--- TASK ITEM ---
Report each line of the records below that holds the word "Create".
[Opening SUPPLIED RECORDS section]
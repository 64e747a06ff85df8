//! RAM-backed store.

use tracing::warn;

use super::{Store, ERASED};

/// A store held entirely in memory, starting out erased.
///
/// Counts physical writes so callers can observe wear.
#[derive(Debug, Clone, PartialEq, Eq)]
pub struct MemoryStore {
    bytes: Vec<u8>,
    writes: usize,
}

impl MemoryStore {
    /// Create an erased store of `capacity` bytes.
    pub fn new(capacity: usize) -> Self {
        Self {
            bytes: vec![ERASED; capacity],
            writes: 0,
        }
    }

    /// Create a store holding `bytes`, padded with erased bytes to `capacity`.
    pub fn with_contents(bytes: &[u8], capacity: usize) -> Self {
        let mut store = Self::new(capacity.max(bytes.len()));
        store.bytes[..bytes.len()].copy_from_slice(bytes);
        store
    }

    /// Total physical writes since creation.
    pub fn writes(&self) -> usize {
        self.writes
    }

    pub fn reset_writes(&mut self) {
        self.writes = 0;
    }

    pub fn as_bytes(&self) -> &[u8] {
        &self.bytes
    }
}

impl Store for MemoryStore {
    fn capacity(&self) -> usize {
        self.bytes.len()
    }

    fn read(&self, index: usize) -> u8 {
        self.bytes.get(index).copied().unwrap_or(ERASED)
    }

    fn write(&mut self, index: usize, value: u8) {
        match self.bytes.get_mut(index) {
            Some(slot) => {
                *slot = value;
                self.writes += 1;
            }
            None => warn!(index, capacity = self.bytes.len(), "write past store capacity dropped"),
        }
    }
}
[Closing SUPPLIED RECORDS section]
[Opening SUPPLIED RECORDS section]
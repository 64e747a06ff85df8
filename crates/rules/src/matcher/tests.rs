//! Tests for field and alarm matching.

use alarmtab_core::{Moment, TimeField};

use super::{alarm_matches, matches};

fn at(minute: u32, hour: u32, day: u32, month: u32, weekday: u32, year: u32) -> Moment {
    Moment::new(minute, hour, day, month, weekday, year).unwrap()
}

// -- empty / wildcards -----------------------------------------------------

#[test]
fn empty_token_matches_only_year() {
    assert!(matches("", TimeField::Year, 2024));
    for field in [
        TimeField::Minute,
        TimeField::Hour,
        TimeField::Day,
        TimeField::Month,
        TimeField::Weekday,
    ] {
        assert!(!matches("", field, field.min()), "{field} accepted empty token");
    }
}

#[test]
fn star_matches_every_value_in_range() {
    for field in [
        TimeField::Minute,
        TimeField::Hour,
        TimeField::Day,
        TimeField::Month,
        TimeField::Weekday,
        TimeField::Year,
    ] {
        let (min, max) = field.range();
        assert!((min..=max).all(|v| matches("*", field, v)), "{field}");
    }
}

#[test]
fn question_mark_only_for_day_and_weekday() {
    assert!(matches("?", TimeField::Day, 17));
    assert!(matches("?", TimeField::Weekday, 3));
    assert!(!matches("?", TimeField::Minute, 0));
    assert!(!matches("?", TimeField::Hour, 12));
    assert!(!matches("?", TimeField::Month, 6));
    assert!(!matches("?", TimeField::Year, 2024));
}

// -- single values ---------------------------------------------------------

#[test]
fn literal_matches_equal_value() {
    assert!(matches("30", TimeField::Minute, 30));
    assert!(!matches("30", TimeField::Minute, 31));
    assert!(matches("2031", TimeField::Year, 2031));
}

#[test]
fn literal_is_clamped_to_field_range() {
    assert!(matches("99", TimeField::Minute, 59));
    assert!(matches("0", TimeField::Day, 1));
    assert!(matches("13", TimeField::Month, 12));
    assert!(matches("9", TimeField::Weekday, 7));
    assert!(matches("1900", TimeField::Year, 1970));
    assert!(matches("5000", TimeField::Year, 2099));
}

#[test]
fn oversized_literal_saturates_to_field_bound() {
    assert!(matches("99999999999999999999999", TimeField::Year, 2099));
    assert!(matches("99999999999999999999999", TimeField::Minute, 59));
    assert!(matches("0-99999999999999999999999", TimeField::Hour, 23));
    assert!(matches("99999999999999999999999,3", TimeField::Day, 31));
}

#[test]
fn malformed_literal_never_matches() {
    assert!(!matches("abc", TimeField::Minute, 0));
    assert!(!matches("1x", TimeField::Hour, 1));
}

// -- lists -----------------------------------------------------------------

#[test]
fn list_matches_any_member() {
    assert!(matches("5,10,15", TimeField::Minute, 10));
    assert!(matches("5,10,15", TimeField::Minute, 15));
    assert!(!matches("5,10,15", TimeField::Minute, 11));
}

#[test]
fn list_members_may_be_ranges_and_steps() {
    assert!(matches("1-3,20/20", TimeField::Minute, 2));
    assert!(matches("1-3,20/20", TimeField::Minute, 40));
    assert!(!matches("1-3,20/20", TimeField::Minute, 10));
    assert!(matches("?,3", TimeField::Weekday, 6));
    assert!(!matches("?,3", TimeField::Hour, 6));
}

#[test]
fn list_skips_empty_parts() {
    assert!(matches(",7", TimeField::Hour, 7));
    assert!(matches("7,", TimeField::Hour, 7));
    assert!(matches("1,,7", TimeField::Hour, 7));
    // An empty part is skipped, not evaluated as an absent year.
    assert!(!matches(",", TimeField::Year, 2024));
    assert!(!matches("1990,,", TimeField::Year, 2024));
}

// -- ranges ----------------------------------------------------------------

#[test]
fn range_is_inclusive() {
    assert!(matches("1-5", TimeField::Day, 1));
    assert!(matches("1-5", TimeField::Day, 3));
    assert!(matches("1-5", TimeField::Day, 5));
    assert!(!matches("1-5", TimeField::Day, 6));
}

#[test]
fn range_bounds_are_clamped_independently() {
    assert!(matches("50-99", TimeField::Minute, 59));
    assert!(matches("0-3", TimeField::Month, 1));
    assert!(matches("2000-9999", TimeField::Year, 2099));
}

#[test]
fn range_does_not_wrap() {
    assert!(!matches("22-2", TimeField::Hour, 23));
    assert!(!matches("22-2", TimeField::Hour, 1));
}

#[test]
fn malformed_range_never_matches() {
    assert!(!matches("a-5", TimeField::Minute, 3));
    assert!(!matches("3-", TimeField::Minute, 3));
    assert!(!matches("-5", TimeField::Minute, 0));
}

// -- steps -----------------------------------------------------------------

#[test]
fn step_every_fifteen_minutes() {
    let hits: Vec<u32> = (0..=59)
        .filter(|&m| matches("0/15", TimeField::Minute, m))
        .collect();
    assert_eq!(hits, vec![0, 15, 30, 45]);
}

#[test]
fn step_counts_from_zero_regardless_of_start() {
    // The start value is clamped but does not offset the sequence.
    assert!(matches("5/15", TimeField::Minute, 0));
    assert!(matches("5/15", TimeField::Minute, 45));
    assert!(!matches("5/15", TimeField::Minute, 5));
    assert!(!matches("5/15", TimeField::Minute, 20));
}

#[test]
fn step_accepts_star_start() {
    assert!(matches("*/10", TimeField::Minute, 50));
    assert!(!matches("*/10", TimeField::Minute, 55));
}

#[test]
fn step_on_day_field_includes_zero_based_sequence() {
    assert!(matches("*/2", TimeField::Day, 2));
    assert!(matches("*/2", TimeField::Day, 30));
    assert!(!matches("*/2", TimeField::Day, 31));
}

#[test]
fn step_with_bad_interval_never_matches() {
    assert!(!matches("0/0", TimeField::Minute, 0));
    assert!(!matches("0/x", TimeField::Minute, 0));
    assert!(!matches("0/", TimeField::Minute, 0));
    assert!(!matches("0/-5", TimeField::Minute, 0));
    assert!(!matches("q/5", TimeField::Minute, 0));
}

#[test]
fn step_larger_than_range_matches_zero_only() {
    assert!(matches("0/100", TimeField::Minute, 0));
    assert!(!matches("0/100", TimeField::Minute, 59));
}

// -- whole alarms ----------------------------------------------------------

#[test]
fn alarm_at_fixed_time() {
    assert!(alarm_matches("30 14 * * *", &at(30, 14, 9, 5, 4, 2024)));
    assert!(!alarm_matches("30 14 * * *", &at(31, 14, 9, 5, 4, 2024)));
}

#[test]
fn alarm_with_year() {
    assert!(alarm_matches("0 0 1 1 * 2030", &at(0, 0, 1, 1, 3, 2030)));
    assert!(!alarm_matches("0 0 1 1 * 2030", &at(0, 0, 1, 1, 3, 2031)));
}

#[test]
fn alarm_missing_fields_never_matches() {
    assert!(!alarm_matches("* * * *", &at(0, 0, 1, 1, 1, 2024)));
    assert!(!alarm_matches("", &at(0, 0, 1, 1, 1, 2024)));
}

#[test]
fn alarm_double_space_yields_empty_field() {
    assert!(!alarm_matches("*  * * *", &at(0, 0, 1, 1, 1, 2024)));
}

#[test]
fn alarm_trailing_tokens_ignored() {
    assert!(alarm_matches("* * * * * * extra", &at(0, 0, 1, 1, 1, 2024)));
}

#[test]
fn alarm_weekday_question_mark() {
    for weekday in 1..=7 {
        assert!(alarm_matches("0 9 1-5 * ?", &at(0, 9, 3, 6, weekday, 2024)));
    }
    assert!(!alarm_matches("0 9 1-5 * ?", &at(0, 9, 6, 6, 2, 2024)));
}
[Closing SUPPLIED RECORDS section]
[Opening SUPPLIED RECORDS section]
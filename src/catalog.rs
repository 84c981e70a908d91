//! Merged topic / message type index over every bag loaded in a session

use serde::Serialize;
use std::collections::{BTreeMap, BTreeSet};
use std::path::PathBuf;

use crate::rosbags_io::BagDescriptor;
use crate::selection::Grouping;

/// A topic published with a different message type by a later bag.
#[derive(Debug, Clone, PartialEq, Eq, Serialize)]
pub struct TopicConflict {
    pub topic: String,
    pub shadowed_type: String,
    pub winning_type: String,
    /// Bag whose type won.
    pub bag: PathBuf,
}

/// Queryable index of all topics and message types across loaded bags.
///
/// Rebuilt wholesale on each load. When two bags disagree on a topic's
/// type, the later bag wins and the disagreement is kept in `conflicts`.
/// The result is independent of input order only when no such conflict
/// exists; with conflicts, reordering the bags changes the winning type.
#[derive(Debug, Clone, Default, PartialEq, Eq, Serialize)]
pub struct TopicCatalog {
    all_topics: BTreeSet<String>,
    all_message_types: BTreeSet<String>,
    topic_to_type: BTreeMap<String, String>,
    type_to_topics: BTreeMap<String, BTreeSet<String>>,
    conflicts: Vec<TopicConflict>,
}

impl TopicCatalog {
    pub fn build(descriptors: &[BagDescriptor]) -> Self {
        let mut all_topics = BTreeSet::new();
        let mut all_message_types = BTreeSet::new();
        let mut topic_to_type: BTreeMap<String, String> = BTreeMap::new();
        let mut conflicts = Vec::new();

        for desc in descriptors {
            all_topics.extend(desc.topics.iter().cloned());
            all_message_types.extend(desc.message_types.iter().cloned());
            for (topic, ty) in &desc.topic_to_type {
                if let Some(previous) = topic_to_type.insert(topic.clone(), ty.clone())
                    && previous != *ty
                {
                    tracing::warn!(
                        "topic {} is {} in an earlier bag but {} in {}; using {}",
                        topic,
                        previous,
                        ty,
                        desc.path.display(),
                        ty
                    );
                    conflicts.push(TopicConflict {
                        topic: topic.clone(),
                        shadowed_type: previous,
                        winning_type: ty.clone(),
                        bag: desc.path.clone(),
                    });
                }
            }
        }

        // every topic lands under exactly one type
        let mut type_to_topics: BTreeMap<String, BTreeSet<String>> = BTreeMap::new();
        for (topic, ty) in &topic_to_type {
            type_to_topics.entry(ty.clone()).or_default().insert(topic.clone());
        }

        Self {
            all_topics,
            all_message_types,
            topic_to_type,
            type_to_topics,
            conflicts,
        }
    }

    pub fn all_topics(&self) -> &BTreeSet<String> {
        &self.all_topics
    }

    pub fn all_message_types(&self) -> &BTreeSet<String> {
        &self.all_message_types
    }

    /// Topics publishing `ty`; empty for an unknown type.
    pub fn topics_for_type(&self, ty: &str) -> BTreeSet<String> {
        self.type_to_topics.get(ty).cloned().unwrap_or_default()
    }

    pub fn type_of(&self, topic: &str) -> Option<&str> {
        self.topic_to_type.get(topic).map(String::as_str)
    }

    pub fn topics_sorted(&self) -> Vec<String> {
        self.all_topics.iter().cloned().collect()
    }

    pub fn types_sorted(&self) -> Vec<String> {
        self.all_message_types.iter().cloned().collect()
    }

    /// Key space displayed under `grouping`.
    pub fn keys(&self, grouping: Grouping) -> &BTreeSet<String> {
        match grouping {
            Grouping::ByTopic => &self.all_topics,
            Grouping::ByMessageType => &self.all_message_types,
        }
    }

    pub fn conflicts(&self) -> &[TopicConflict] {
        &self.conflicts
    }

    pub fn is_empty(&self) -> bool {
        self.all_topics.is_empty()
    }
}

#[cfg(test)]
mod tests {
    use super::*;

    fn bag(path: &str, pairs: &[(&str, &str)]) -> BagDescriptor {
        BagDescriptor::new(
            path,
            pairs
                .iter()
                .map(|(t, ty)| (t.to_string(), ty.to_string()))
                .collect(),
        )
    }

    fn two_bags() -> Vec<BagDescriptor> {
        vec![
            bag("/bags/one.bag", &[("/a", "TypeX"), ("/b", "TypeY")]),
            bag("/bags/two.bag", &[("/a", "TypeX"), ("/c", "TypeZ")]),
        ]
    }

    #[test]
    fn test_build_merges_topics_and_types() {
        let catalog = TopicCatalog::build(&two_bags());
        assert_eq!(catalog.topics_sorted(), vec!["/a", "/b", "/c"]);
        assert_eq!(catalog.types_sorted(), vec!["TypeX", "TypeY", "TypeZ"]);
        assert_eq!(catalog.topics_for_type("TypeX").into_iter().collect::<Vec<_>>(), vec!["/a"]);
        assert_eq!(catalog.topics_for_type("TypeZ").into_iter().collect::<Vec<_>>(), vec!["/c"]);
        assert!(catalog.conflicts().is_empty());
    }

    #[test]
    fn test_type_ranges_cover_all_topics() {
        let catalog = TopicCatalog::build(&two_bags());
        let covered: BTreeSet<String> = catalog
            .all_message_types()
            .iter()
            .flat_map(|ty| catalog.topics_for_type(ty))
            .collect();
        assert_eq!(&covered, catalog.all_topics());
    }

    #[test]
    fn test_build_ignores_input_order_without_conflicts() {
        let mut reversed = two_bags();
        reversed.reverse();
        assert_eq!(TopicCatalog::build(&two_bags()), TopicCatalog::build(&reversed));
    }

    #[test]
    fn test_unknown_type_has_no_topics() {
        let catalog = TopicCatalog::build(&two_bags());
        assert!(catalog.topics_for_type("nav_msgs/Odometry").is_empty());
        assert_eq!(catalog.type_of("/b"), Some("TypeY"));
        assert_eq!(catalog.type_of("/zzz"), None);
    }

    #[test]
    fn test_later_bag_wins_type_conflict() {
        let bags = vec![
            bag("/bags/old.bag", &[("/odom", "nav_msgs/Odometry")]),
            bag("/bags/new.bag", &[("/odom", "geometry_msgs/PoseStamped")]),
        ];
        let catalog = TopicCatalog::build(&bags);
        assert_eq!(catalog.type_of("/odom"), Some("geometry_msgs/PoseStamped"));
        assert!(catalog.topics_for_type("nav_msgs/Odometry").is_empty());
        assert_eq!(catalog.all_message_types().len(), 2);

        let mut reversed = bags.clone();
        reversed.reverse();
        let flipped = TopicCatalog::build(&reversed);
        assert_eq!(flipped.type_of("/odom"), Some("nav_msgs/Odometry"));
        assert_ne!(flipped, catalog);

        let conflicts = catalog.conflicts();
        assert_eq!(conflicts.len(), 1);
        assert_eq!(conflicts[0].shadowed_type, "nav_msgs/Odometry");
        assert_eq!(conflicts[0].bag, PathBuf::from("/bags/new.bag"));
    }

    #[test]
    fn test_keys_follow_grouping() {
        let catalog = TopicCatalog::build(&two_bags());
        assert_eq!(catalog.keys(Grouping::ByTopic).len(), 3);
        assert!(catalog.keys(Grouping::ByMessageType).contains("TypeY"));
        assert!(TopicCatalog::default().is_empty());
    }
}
[Closing SUPPLIED RECORDS section]
--- FINISHED EXERCISE ---
    /// Create an erased store of `capacity` bytes.
    /// Create a store holding `bytes`, padded with erased bytes to `capacity`.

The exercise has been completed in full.